I disagree with your statement that Tullow needs $50/barrel "asap" to survive. I don't know what calculations you have done, but here's the facts:
As at 31st July, Tullow has circa. $250m cash in bank. This can be worked out using the borrowings and undrawn facilities available to Tullow aswell as the net debt (provided in the trading statement). Tullow will also receive $500m from Uganda proceeds. That's $750m in cash. Then you have available undrawn facility from RBL.
"How long can Tullow survive these low prices and still be in a position to pay off the massive debt?"
So to answer your question, for AT LEAST another 12 months (with the Uganda proceeds).
Here's what this company needs to survive:
- Have enough liquidity to fund CAPEX and OPEX costs (Note: this includes cashflow from operations and other means, i.e. investments)

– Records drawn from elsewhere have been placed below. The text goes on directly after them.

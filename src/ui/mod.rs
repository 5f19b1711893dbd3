//! TUI 层：Ratatui + crossterm，主循环（app）、事件（event）、渲染（render）

pub mod app;
pub mod event;
pub mod render;

pub use app::run_app;
pub use event::{map_key, EventHandler};
pub use render::draw;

- Have enough liquidity to meet finance costs and liabilities (i.e. interest payments, bond payments, G+A, any other finance costs)
- Pass RBL tests (EBITDAX to covenant gearing test and liquidity forecast tests)

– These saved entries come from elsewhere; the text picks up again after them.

//! 应用配置：从 config/default.toml 与环境变量加载
//!
//! 加载顺序：先读 TOML 文件，再用环境变量 `CHRONICLE__*` 覆盖（双下划线表示嵌套，如 `CHRONICLE__API__BASE_URL=http://host:8000`）。

use std::collections::HashMap;
use std::path::PathBuf;
use std::time::Duration;

use serde::Deserialize;

use crate::narrator::{NarratorTiming, DEFAULT_REVEAL_MS, DEFAULT_SHAKE_MS};
use crate::navigator::DEFAULT_FLIP_MS;

/// 应用配置根（对应 config/default.toml 的顶层）
#[derive(Debug, Clone, Default, Deserialize)]
#[serde(default)]
pub struct AppConfig {
    pub app: AppSection,
    pub api: ApiSection,
    pub timing: TimingSection,
    pub session: SessionSection,
    pub assets: AssetsSection,
    pub demo: DemoSection,
}

/// [app] 段：应用名、日志文件
#[derive(Debug, Clone, Default, Deserialize)]
pub struct AppSection {
    pub name: Option<String>,
    /// 设置后日志写入该文件（终端归 TUI 所有），否则写 stderr
    pub log_file: Option<PathBuf>,
}

/// [api] 段：后端地址与请求超时
#[derive(Debug, Clone, Deserialize)]
pub struct ApiSection {
    #[serde(default = "default_base_url")]
    pub base_url: String,
    #[serde(default = "default_request_timeout_secs")]
    pub request_timeout_secs: u64,
}

fn default_base_url() -> String {
    "http://localhost:8000".to_string()
}

fn default_request_timeout_secs() -> u64 {
    30
}

impl Default for ApiSection {
    fn default() -> Self {
        Self {
            base_url: default_base_url(),
            request_timeout_secs: default_request_timeout_secs(),
        }
    }
}

/// [timing] 段：翻页、打字揭示、抖动时长（毫秒）
#[derive(Debug, Clone, Deserialize)]
pub struct TimingSection {
    #[serde(default = "default_flip_ms")]
    pub flip_ms: u64,
    #[serde(default = "default_reveal_ms")]
    pub reveal_ms: u64,
    #[serde(default = "default_shake_ms")]
    pub shake_ms: u64,
}

fn default_flip_ms() -> u64 {
    DEFAULT_FLIP_MS
}

fn default_reveal_ms() -> u64 {
    DEFAULT_REVEAL_MS
}

fn default_shake_ms() -> u64 {
    DEFAULT_SHAKE_MS
}

impl Default for TimingSection {
    fn default() -> Self {
        Self {
            flip_ms: DEFAULT_FLIP_MS,
            reveal_ms: DEFAULT_REVEAL_MS,
            shake_ms: DEFAULT_SHAKE_MS,
        }
    }
}

impl TimingSection {
    pub fn flip(&self) -> Duration {
        Duration::from_millis(self.flip_ms)
    }

    pub fn narrator(&self) -> NarratorTiming {
        NarratorTiming {
            reveal: Duration::from_millis(self.reveal_ms),
            shake: Duration::from_millis(self.shake_ms),
        }
    }
}

/// [session] 段：登录身份；register = true 时先注册
#[derive(Debug, Clone, Deserialize)]
pub struct SessionSection {
    #[serde(default = "default_email")]
    pub email: String,
    #[serde(default = "default_username")]
    pub username: String,
    #[serde(default)]
    pub register: bool,
}

fn default_email() -> String {
    crate::api::mock::DEMO_EMAIL.to_string()
}

fn default_username() -> String {
    crate::api::mock::DEMO_USERNAME.to_string()
}

impl Default for SessionSection {
    fn default() -> Self {
        Self {
            email: default_email(),
            username: default_username(),
            register: false,
        }
    }
}

/// [assets] 段：关卡序号 → 插图路径
#[derive(Debug, Clone, Deserialize)]
pub struct AssetsSection {
    #[serde(default = "default_images")]
    pub images: HashMap<String, String>,
}

fn default_images() -> HashMap<String, String> {
    ["pyramid", "nile", "valley", "karnak", "chamber"]
        .iter()
        .enumerate()
        .map(|(i, name)| ((i + 1).to_string(), format!("assets/levels/{}.jpg", name)))
        .collect()
}

impl Default for AssetsSection {
    fn default() -> Self {
        Self {
            images: default_images(),
        }
    }
}

impl AssetsSection {
    /// 键不是数字的条目被忽略
    pub fn image_map(&self) -> HashMap<u32, String> {
        self.images
            .iter()
            .filter_map(|(k, v)| k.trim().parse::<u32>().ok().map(|n| (n, v.clone())))
            .collect()
    }
}

/// [demo] 段：offline = true 时使用进程内的演示后端
#[derive(Debug, Clone, Default, Deserialize)]
pub struct DemoSection {
    #[serde(default)]
    pub offline: bool,
}

/// 从 config 目录加载配置，环境变量 CHRONICLE__* 可覆盖
///
/// 1. 按顺序查找 config/default.toml、../config/default.toml、default.toml，找到则作为第一源
/// 2. 若传入 config_path 且文件存在，则追加该文件（可覆盖前面的键）
/// 3. 最后叠加环境变量 CHRONICLE__*（双下划线表示嵌套键）
pub fn load_config(config_path: Option<PathBuf>) -> Result<AppConfig, config::ConfigError> {
    let mut builder = config::Config::builder();

    let default_names = ["config/default", "../config/default", "default"];
    for name in default_names {
        let path = format!("{}.toml", name);
        if std::path::Path::new(&path).exists() {
            builder = builder.add_source(config::File::with_name(name).required(false));
            break;
        }
    }

    if let Some(ref path) = config_path {
        if path.exists() {
            builder = builder.add_source(config::File::from(path.clone()).required(false));
        }
    }

    builder = builder.add_source(
        config::Environment::with_prefix("CHRONICLE")
            .separator("__")
            .try_parsing(true),
    );

    let c = builder.build()?;
    c.try_deserialize()
}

- Ensure that the cashflow is constant (i.e. manage the business to ensure production is in line and costs are minimised)
- Oil price of above $38/barrel (to ensure positive cash flow)
- There's a few more but i cba to list them all (e.g. rescheduling debt maturity, etc.)
So let's do some maths:
- OPEX and CAPEX: Assuming same OPEX and CAPEX for 2021 as this year, total will be c. $700m (plus any unplanned costs)
- Finance costs 2021: circa. $350m in finance costs, $85m G+A, other costs $250m and $300m CB due in July 2021
In total, these costs come close to $1.7b for 2021 (assuming 2020's operations, but also including the $300m CB)
Will Tullow have enough liquidity?
Cashflow from operations in 2021 (assuming 70k bopd, $42/barrel 2021 forward curve) is c. $1.1b.
Tullow has c. $250m in cash, c. $500m in undrawn facilities, $500m from Uganda deal and any positive cashflow from this year (which I will ignore for this basis of calculation).
That leaves Tullow with a total liquidity of $2350m.
So yes, Tullow does have the liquidity.
Tullow will likely pass RBL tests and have so far proven themselves to have constant cashflow (with production in line with expectations). Oil price is at $44-45 which is above Tullow's forecasted breakeven cashflow for the rest of the year.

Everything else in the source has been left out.